Records drawn from a dataset
####################

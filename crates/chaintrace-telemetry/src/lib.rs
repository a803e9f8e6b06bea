//! `chaintrace-telemetry` — per-asset publish/subscribe fan-out.
//!
//! Routes reading/anomaly events to live viewers and nothing else:
//! no persistence (durable history comes from ledger event queries),
//! no delivery guarantees beyond best-effort per subscriber. A slow
//! viewer loses its own copies; it never blocks the publisher or its
//! neighbours.

pub mod hub;
pub mod types;

pub use hub::{TelemetryHub, SUBSCRIBER_OUTBOX_CAPACITY};
pub use types::{TelemetryEvent, TelemetryEventKind};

####################

### WHAT TO WORK ON
Write the entries out a second time. Match them exactly.

### FINAL ANSWER
filename crates/chaintrace-telemetry/src/lib.rs
repository a803e9f8e6b06bea
//! `chaintrace-telemetry` — per-asset publish/subscribe fan-out.
//!
//! Routes reading/anomaly events to live viewers and nothing else:
//! no persistence (durable history comes from ledger event queries),
//! no delivery guarantees beyond best-effort per subscriber. A slow
//! viewer loses its own copies; it never blocks the publisher or its
//! neighbours.

pub mod hub;
pub mod types;

pub use hub::{TelemetryHub, SUBSCRIBER_OUTBOX_CAPACITY};
pub use types::{TelemetryEvent, TelemetryEventKind};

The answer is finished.